##### Extracted records #####

//! Per-key async mutual exclusion
//!
//! Hands out one async mutex per key (account name or authorization state).
//! Entries nobody holds or waits on are pruned on the next acquisition, so
//! the map only grows with the number of keys in use at the same time.

use std::collections::HashMap;
use std::sync::{Arc, Mutex, PoisonError};

use tokio::sync::OwnedMutexGuard;

#[derive(Default)]
pub struct KeyedLocks {
    guards: Mutex<HashMap<String, Arc<tokio::sync::Mutex<()>>>>,
}

impl KeyedLocks {
    pub fn new() -> Self {
        Self::default()
    }

    /// Wait for exclusive access to `key`. Released when the guard drops.
    pub async fn lock(&self, key: &str) -> OwnedMutexGuard<()> {
        let slot = {
            let mut guards = self.guards.lock().unwrap_or_else(PoisonError::into_inner);
            guards.retain(|k, slot| k == key || Arc::strong_count(slot) > 1);
            guards.entry(key.to_string()).or_default().clone()
        };
        slot.lock_owned().await
    }

    /// Keys currently tracked (held, awaited, or not yet pruned).
    pub fn len(&self) -> usize {
        self.guards
            .lock()
            .unwrap_or_else(PoisonError::into_inner)
            .len()
    }

    pub fn is_empty(&self) -> bool {
        self.len() == 0
    }
}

#####

## Task prompt
From the data above, gather every line that includes the word "guards".

## Response to the task
    guards: Mutex<HashMap<String, Arc<tokio::sync::Mutex<()>>>>,
            let mut guards = self.guards.lock().unwrap_or_else(PoisonError::into_inner);
            guards.retain(|k, slot| k == key || Arc::strong_count(slot) > 1);
            guards.entry(key.to_string()).or_default().clone()
        self.guards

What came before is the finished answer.